Collected data –

//! Worker registry: the configured set of conversational coaching workers,
//! their metrics, and two-phase initialization that defers handoff-target
//! wiring until every worker exists.

pub mod config;
pub mod metrics;
pub mod prompts;
pub mod registry;
pub mod worker;

pub use config::{default_workers, WorkerConfig};
pub use metrics::WorkerMetrics;
pub use registry::{WorkerRegistry, WorkerStatus};
pub use worker::{Worker, WorkerReply};
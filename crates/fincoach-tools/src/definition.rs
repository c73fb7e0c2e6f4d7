use std::sync::Arc;

use async_trait::async_trait;
use fincoach_core::{AgentError, ErrorKind};
use serde::{Deserialize, Serialize};

#[derive(Debug, Clone, Copy, PartialEq, Eq, Serialize, Deserialize)]
#[serde(rename_all = "lowercase")]
pub enum ToolCategory {
    Budgeting,
    Transactions,
    Insights,
    Account,
    General,
}

#[derive(Debug, Clone, Copy, PartialEq, Eq, PartialOrd, Ord, Serialize, Deserialize)]
#[serde(rename_all = "lowercase")]
pub enum RiskLevel {
    Low,
    Medium,
    High,
}

/// The registered behavior behind a tool name.
#[async_trait]
pub trait ToolExecutor: Send + Sync {
    async fn run(
        &self,
        params: serde_json::Value,
        ctx: &ExecutionContext,
    ) -> Result<serde_json::Value, AgentError>;
}

/// Per-call execution context supplied by the invoking worker or handler.
#[derive(Debug, Clone, Default)]
pub struct ExecutionContext {
    pub user_id: String,
    pub session_id: String,
    pub authenticated: bool,
    /// Hard deadline for the executor. Unbounded when absent.
    pub timeout_ms: Option<u64>,
}

#[derive(Clone)]
pub struct ToolDefinition {
    pub name: String,
    pub description: String,
    pub category: ToolCategory,
    /// JSON Schema (draft 7) the input parameters must satisfy.
    pub parameter_schema: serde_json::Value,
    pub requires_auth: bool,
    pub risk_level: RiskLevel,
    pub estimated_duration_ms: u64,
    pub executor: Arc<dyn ToolExecutor>,
}

/// Serializable listing of a tool, without its executor.
#[derive(Debug, Clone, Serialize, Deserialize)]
pub struct ToolSpec {
    pub name: String,
    pub description: String,
    pub category: ToolCategory,
    pub parameter_schema: serde_json::Value,
    pub requires_auth: bool,
    pub risk_level: RiskLevel,
    pub estimated_duration_ms: u64,
}

impl From<&ToolDefinition> for ToolSpec {
    fn from(def: &ToolDefinition) -> Self {
        Self {
            name: def.name.clone(),
            description: def.description.clone(),
            category: def.category,
            parameter_schema: def.parameter_schema.clone(),
            requires_auth: def.requires_auth,
            risk_level: def.risk_level,
            estimated_duration_ms: def.estimated_duration_ms,
        }
    }
}

/// Outcome of a single tool execution. Never persisted by the registry;
/// the caller decides what, if anything, to log.
#[derive(Debug, Clone, Serialize, Deserialize)]
pub struct ToolExecutionResult {
    pub success: bool,
    #[serde(skip_serializing_if = "Option::is_none")]
    pub result: Option<serde_json::Value>,
    #[serde(skip_serializing_if = "Option::is_none")]
    pub error: Option<String>,
    #[serde(skip_serializing_if = "Option::is_none")]
    pub error_kind: Option<ErrorKind>,
    pub duration_ms: u64,
}

impl ToolExecutionResult {
    pub fn ok(result: serde_json::Value, duration_ms: u64) -> Self {
        Self {
            success: true,
            result: Some(result),
            error: None,
            error_kind: None,
            duration_ms,
        }
    }

    pub fn err(error: &AgentError, duration_ms: u64) -> Self {
        Self {
            success: false,
            result: None,
            error: Some(error.to_string()),
            error_kind: Some(error.kind()),
            duration_ms,
        }
    }
}
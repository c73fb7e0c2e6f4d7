use std::sync::Arc;

use fincoach_core::WorkerRole;
use fincoach_workers::WorkerRegistry;
use serde::{Deserialize, Serialize};
use tracing::debug;

/// A pre-computed routing decision from an external reasoning step.
#[derive(Debug, Clone, Serialize, Deserialize)]
pub struct RoutingDecision {
    pub target_worker: String,
    pub reason: String,
    pub confidence: f64,
}

/// Delegated decisions below this confidence fall back to keywords.
pub const MIN_DELEGATED_CONFIDENCE: f64 = 0.5;

const BUDGET_KEYWORDS: &[&str] = &[
    "budget", "envelope", "allocat", "rebalance", "fund", "save for", "set aside",
];
const TRANSACTION_KEYWORDS: &[&str] = &[
    "transaction", "spent", "spending", "charge", "purchase", "categor", "merchant", "bought",
];
const INSIGHT_KEYWORDS: &[&str] = &[
    "insight", "trend", "pattern", "compare", "over time", "month over month", "habit",
];

/// Picks a target worker for a message. Stateless beyond the registry
/// reference, and never fails: a malformed or low-confidence delegated
/// decision silently falls back to the keyword strategy.
pub struct Router {
    registry: Arc<WorkerRegistry>,
}

impl Router {
    pub fn new(registry: Arc<WorkerRegistry>) -> Self {
        Self { registry }
    }

    pub fn route(&self, message: &str, decision: Option<&RoutingDecision>) -> String {
        if let Some(decision) = decision {
            if decision.confidence > MIN_DELEGATED_CONFIDENCE {
                if let Some(worker) = self.registry.worker(&decision.target_worker) {
                    if worker.is_active() && worker.is_initialized() {
                        debug!(
                            "Router: delegated decision -> {} ({:.2}: {})",
                            decision.target_worker, decision.confidence, decision.reason
                        );
                        return decision.target_worker.clone();
                    }
                }
            }
            debug!("Router: delegated decision rejected, falling back to keywords");
        }

        self.keyword_route(message)
    }

    /// Fixed category priority: budgeting, then analysis, then insight;
    /// everything else lands on the generalist.
    fn keyword_route(&self, message: &str) -> String {
        let lower = message.to_lowercase();

        let role = if contains_any(&lower, BUDGET_KEYWORDS) {
            WorkerRole::Budgeting
        } else if contains_any(&lower, TRANSACTION_KEYWORDS) {
            WorkerRole::Analysis
        } else if contains_any(&lower, INSIGHT_KEYWORDS) {
            WorkerRole::Insight
        } else {
            WorkerRole::General
        };

        debug!("Router: keyword route -> {:?}", role);
        self.worker_for_role(role)
    }

    fn worker_for_role(&self, role: WorkerRole) -> String {
        let pick = |candidates: &[Arc<fincoach_workers::Worker>], role: WorkerRole| {
            candidates
                .iter()
                .filter(|w| w.role() == role)
                .max_by(|a, b| {
                    a.priority()
                        .cmp(&b.priority())
                        .then_with(|| b.name().cmp(a.name()))
                })
                .map(|w| w.name().to_string())
        };

        let active = self.registry.active_workers();
        pick(&active, role)
            .or_else(|| pick(&active, WorkerRole::General))
            .or_else(|| {
                // Nothing active at all; name a configured worker anyway so
                // the caller gets a deterministic "not active" failure.
                pick(&self.registry.all_workers(), role)
            })
            .unwrap_or_default()
    }
}

fn contains_any(message: &str, keywords: &[&str]) -> bool {
    keywords.iter().any(|k| message.contains(k))
}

WHAT YOU SHOULD DO – Return, from the data, each line that has the word "caller" in it.

FINAL ANSWER –
/// the caller decides what, if anything, to log.
                // the caller gets a deterministic "not active" failure.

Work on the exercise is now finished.